Records:
▶
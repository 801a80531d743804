//! Demo catalogue used for local runs.

use crate::models::BookDraft;
use crate::store::Store;

fn draft(title: &str, publication_year: i32) -> BookDraft {
    BookDraft {
        title: title.to_string(),
        publication_year,
    }
}

/// Load three authors and four books into `store`. Returns the number of books inserted.
pub async fn seed_demo(store: &Store) -> usize {
    let catalogue = [
        (
            "J.K. Rowling",
            vec![
                draft("Harry Potter and the Philosopher's Stone", 1997),
                draft("Harry Potter and the Chamber of Secrets", 1998),
            ],
        ),
        ("J.R.R. Tolkien", vec![draft("The Hobbit", 1937)]),
        ("George R.R. Martin", vec![draft("A Game of Thrones", 1996)]),
    ];

    let mut inserted = 0;
    for (name, books) in catalogue {
        inserted += store.create_author(name.to_string(), books).await.books.len();
    }
    inserted
}
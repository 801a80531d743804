mod common;

use axum::http::{Method, StatusCode};
use serde_json::json;

use common::{app, current_year};

#[tokio::test]
async fn list_nests_books_and_orders_by_name() {
    let app = app().await;
    let response = app.get("/api/authors").await;

    assert_eq!(response.status, StatusCode::OK);
    assert_eq!(response.body["count"], 3);
    let names: Vec<&str> = response
        .results()
        .iter()
        .map(|a| a["name"].as_str().unwrap())
        .collect();
    assert_eq!(names, vec!["George R.R. Martin", "J.K. Rowling", "J.R.R. Tolkien"]);

    let rowling = &response.results()[1];
    assert_eq!(rowling["books"].as_array().unwrap().len(), 2);
    assert_eq!(rowling["books"][0]["author"], rowling["id"]);
}

#[tokio::test]
async fn list_search_and_ordering() {
    let app = app().await;
    let response = app.get("/api/authors?search=r.r.&ordering=-id").await;
    let ids: Vec<u64> = response
        .results()
        .iter()
        .map(|a| a["id"].as_u64().unwrap())
        .collect();
    assert_eq!(ids, vec![3, 2]);

    let rejected = app.get("/api/authors?ordering=publication_year").await;
    assert_eq!(rejected.status, StatusCode::UNPROCESSABLE_ENTITY);
}

#[tokio::test]
async fn detail_includes_books() {
    let app = app().await;
    let response = app.get("/api/authors/2").await;
    assert_eq!(response.status, StatusCode::OK);
    assert_eq!(
        response.body,
        json!({
            "id": 2,
            "name": "J.R.R. Tolkien",
            "books": [{"id": 3, "title": "The Hobbit", "publication_year": 1937, "author": 2}]
        })
    );
    assert_eq!(app.get("/api/authors/9").await.status, StatusCode::NOT_FOUND);
}

#[tokio::test]
async fn create_author_with_nested_books() {
    let app = app().await;
    let response = app
        .send(
            Method::POST,
            "/api/authors/create",
            json!({
                "name": "Frank Herbert",
                "books": [
                    {"title": "Dune", "publication_year": 1965},
                    {"title": "Dune Messiah", "publication_year": 1969}
                ]
            }),
        )
        .await;

    assert_eq!(response.status, StatusCode::CREATED);
    let author_id = response.body["id"].as_u64().unwrap();
    let books = response.body["books"].as_array().unwrap();
    assert_eq!(books.len(), 2);
    assert!(books.iter().all(|b| b["author"] == author_id));

    let listed = app.get("/api/books?author__name__exact=Frank%20Herbert").await;
    assert_eq!(listed.results().len(), 2);
}

#[tokio::test]
async fn create_author_without_books() {
    let app = app().await;
    let response = app
        .send(Method::POST, "/api/authors/create", json!({"name": "Octavia E. Butler"}))
        .await;
    assert_eq!(response.status, StatusCode::CREATED);
    assert_eq!(response.body["books"], json!([]));
}

#[tokio::test]
async fn invalid_nested_book_writes_nothing() {
    let app = app().await;
    let response = app
        .send(
            Method::POST,
            "/api/authors/create",
            json!({
                "name": "Frank Herbert",
                "books": [
                    {"title": "Dune", "publication_year": 1965},
                    {"title": "Sequel", "publication_year": current_year() + 1}
                ]
            }),
        )
        .await;

    assert_eq!(response.status, StatusCode::UNPROCESSABLE_ENTITY);
    assert_eq!(response.error_fields(), vec!["books[1].publication_year"]);
    assert_eq!(app.store.list_authors().await.len(), 3);
    assert_eq!(app.store.list_books().await.len(), 4);
}

#[tokio::test]
async fn rename_author() {
    let app = app().await;

    let missing_name = app
        .send(Method::PUT, "/api/authors/update/2", json!({}))
        .await;
    assert_eq!(missing_name.status, StatusCode::UNPROCESSABLE_ENTITY);
    assert_eq!(missing_name.error_fields(), vec!["name"]);

    let unchanged = app
        .send(Method::PATCH, "/api/authors/update/2", json!({}))
        .await;
    assert_eq!(unchanged.status, StatusCode::OK);
    assert_eq!(unchanged.body["name"], "J.R.R. Tolkien");

    let renamed = app
        .send(
            Method::PUT,
            "/api/authors/update/2",
            json!({"name": "John Ronald Reuel Tolkien"}),
        )
        .await;
    assert_eq!(renamed.status, StatusCode::OK);
    assert_eq!(renamed.body["name"], "John Ronald Reuel Tolkien");
    assert_eq!(renamed.body["books"].as_array().unwrap().len(), 1);

    // The new name is visible to book queries through the author relation
    let books = app.get("/api/books?author__name=ronald").await;
    assert_eq!(books.results().len(), 1);
}

#[tokio::test]
async fn deleting_author_cascades() {
    let app = app().await;
    let response = app
        .request(Method::DELETE, "/api/authors/delete/1", true, None)
        .await;
    assert_eq!(response.status, StatusCode::NO_CONTENT);

    assert_eq!(app.get("/api/authors/1").await.status, StatusCode::NOT_FOUND);
    assert_eq!(app.get("/api/books/1").await.status, StatusCode::NOT_FOUND);
    assert_eq!(app.get("/api/books/2").await.status, StatusCode::NOT_FOUND);

    let remaining = app.get("/api/books").await;
    assert_eq!(remaining.body["count"], 2);
    assert!(remaining.results().iter().all(|b| b["author"] != 1));
}

#[tokio::test]
async fn anonymous_author_writes_are_forbidden() {
    let app = app().await;
    for (method, uri) in [
        (Method::POST, "/api/authors/create"),
        (Method::PUT, "/api/authors/update/1"),
        (Method::PATCH, "/api/authors/update/1"),
        (Method::DELETE, "/api/authors/delete/1"),
    ] {
        let response = app
            .send_anonymous(method.clone(), uri, json!({"name": "Anonymous"}))
            .await;
        assert_eq!(response.status, StatusCode::FORBIDDEN, "{method} {uri}");
    }

    assert_eq!(app.store.list_authors().await.len(), 3);
    assert_eq!(app.store.list_books().await.len(), 4);
}

#[tokio::test]
async fn health_and_docs_are_public() {
    let app = app().await;
    assert_eq!(app.get("/healthz").await.status, StatusCode::OK);
    assert_eq!(app.get("/api/authors/health").await.status, StatusCode::OK);

    let docs = app.get("/docs/openapi.json").await;
    assert_eq!(docs.status, StatusCode::OK);
    assert!(docs.body["paths"]["/api/books"]["get"].is_object());
    assert!(docs.body["paths"]["/api/authors/create"]["post"].is_object());
}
◀
Activity: Identify every line above that includes the word "Reuel", and show those lines.

Result of the exercise:
            json!({"name": "John Ronald Reuel Tolkien"}),
    assert_eq!(renamed.body["name"], "John Ronald Reuel Tolkien");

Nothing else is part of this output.